[Saved entries]
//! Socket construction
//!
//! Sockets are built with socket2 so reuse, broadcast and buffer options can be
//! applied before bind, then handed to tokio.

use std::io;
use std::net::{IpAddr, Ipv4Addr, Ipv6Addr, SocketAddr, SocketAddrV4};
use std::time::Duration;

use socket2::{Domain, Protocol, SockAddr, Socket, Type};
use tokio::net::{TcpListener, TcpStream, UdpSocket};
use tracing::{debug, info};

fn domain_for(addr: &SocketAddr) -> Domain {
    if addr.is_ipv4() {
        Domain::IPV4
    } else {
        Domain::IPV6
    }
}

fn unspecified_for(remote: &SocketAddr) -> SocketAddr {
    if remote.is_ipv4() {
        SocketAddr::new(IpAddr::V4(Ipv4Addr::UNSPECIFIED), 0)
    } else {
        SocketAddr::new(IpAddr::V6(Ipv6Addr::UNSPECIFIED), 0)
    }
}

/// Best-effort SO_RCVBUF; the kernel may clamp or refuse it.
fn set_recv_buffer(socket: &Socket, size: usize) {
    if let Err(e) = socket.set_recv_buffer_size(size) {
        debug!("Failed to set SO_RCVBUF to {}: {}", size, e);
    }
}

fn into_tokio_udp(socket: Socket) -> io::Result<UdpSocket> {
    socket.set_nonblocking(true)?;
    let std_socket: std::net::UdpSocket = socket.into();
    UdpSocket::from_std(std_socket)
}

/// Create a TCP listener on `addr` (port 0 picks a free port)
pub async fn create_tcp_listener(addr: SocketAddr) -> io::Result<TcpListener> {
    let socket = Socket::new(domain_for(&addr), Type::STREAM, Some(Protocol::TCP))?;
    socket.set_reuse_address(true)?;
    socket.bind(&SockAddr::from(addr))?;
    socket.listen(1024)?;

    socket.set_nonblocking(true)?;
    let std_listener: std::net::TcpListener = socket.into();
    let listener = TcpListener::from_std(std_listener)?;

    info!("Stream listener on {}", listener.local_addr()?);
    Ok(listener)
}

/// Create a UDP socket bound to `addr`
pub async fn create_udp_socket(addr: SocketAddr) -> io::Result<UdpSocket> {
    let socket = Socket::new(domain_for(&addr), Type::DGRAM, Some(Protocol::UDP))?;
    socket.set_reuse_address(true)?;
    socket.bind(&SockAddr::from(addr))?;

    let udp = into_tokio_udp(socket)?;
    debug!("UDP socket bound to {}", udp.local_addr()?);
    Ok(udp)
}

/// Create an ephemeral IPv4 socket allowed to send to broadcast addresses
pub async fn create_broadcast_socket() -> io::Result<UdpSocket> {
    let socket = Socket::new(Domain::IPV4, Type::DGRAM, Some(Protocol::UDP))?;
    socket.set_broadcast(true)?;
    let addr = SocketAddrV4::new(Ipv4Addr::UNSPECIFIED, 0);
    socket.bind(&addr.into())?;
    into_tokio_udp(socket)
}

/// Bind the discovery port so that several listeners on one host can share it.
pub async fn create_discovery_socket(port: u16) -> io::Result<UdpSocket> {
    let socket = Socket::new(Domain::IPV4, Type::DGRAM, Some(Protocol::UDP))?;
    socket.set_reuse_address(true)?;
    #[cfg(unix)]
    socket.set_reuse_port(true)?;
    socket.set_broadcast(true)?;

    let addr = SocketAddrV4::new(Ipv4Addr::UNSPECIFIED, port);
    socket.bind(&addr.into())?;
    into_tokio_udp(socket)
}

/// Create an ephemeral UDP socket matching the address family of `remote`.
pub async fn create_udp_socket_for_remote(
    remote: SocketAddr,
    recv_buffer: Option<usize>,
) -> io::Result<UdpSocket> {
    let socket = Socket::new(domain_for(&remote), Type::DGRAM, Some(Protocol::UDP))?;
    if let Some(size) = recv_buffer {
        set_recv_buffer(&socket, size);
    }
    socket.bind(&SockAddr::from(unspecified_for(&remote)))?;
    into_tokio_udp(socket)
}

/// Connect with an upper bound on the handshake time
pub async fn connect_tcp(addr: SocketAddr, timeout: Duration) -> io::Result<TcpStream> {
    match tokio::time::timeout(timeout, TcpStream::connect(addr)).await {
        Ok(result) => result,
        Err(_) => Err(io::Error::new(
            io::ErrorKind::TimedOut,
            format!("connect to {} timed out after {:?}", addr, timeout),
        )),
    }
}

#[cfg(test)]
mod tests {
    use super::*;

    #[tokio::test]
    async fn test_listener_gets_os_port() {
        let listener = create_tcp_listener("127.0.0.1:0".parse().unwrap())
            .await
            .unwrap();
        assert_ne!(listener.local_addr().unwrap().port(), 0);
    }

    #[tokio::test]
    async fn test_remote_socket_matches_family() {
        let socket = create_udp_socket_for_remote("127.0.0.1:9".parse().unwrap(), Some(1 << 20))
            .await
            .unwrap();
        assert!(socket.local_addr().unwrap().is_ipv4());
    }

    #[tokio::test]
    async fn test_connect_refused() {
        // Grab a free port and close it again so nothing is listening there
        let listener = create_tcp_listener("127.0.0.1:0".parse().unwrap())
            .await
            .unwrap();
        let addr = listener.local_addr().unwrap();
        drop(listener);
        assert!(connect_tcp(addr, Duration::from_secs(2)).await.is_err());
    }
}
--
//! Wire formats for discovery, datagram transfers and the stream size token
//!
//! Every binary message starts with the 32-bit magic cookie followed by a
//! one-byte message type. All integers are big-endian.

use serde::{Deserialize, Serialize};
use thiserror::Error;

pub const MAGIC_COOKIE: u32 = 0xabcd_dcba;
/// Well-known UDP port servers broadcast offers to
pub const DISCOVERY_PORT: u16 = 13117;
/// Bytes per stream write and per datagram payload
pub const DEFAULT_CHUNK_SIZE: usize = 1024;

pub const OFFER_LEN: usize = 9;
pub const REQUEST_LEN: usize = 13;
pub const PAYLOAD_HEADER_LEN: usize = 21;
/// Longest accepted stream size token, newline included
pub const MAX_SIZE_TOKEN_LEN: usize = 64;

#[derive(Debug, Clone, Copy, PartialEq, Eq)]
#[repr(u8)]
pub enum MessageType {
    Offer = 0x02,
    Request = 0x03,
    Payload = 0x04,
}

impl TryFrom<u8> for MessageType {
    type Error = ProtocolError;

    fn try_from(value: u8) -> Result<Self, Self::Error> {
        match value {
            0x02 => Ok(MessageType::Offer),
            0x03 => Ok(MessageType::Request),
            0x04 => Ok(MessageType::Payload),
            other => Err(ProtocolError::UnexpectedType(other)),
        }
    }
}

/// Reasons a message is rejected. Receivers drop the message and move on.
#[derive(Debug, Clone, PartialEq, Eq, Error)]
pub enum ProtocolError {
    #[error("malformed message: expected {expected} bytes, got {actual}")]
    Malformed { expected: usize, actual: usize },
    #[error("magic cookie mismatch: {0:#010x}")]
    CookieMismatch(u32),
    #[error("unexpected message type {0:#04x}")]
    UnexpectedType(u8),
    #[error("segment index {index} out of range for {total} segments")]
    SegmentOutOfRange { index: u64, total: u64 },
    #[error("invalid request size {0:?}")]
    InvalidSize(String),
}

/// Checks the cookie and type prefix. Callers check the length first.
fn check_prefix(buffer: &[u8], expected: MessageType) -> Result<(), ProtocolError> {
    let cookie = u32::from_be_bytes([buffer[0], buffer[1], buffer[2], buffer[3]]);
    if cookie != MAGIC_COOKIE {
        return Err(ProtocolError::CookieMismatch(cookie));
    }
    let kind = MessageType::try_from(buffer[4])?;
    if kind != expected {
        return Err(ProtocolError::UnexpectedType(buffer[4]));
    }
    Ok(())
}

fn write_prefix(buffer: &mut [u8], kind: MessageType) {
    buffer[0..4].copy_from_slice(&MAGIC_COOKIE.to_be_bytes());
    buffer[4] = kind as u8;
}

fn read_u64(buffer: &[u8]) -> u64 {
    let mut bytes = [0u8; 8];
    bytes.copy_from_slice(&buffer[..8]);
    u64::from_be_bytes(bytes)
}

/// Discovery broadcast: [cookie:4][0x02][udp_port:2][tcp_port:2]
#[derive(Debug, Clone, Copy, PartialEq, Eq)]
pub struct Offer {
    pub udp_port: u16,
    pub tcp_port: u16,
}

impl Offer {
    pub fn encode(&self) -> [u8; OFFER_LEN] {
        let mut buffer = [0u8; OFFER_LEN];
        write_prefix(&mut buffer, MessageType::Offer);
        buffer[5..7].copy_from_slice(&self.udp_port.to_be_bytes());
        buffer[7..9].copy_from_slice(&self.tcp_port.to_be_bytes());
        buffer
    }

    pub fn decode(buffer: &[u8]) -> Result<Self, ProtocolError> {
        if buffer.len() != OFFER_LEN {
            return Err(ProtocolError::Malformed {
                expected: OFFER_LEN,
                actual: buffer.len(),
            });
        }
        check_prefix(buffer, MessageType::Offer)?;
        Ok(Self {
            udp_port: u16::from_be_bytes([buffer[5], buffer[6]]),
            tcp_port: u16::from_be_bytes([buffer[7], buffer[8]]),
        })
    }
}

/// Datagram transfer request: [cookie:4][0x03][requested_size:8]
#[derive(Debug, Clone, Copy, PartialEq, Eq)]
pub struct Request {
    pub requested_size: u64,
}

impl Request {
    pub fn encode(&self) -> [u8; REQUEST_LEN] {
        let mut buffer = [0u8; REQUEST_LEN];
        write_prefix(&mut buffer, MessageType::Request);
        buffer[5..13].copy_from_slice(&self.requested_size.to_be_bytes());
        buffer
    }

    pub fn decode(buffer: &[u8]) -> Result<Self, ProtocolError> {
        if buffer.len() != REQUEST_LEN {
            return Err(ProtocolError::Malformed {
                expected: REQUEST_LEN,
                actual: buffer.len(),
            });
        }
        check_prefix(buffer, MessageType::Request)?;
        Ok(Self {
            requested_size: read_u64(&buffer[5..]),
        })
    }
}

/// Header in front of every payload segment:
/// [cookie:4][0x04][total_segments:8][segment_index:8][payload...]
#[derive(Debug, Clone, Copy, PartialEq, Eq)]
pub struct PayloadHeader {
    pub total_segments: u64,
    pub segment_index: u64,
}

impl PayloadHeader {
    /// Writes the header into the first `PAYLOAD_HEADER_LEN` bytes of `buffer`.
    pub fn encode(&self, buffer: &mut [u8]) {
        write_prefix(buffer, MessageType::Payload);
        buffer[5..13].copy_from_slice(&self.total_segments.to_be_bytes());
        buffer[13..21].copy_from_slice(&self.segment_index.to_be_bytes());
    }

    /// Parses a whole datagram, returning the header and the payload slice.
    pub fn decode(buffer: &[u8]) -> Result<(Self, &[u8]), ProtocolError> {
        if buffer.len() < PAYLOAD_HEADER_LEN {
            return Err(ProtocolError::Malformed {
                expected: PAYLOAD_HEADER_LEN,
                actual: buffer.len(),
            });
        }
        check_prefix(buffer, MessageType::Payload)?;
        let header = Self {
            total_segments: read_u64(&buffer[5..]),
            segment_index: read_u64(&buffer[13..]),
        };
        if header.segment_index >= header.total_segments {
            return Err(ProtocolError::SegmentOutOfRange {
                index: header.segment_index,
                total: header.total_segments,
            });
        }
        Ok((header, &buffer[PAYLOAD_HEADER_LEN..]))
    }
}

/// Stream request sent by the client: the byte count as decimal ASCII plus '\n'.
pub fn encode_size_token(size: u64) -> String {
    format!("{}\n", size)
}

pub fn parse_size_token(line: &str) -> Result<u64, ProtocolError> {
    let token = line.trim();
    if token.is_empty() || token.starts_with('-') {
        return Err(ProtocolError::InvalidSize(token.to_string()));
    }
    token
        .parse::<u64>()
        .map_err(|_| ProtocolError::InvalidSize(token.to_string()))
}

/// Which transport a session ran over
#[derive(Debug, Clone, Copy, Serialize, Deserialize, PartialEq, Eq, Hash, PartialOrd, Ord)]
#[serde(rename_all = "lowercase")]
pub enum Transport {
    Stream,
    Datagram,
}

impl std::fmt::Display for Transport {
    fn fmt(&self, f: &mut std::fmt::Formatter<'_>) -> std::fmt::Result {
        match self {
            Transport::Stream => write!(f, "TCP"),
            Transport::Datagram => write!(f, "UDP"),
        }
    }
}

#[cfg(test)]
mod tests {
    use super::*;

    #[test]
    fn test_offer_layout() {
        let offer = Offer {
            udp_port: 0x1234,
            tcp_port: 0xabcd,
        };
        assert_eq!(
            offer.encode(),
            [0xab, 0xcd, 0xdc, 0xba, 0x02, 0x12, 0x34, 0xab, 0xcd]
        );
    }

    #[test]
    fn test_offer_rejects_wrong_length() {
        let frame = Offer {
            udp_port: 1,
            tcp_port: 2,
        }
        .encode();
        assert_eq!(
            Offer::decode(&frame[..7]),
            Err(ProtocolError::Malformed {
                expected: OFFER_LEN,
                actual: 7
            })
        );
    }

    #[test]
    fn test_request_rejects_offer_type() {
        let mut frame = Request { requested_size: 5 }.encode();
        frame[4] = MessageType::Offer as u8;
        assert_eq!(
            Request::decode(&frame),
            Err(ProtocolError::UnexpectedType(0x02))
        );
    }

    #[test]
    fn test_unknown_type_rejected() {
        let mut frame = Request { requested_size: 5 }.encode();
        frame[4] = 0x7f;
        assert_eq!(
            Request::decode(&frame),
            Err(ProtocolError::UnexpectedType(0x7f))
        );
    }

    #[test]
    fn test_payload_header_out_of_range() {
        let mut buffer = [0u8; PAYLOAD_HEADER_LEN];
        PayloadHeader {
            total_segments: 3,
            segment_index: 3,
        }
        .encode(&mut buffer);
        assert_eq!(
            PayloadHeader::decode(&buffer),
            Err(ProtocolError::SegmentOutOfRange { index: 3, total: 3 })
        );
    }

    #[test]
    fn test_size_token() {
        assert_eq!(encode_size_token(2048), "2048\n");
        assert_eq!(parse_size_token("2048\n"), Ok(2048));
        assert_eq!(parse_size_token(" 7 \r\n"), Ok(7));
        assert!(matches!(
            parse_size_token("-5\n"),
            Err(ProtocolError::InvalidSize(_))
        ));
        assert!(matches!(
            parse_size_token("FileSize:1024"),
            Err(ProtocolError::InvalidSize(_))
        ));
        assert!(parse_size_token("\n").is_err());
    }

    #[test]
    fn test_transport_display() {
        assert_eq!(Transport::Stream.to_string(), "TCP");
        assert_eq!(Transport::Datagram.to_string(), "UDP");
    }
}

### [Work instruction]
Go through the records above, find every line with the word "PayloadHeader", and list those lines.

### [Problem solution]
pub struct PayloadHeader {
impl PayloadHeader {
        PayloadHeader {
            PayloadHeader::decode(&buffer),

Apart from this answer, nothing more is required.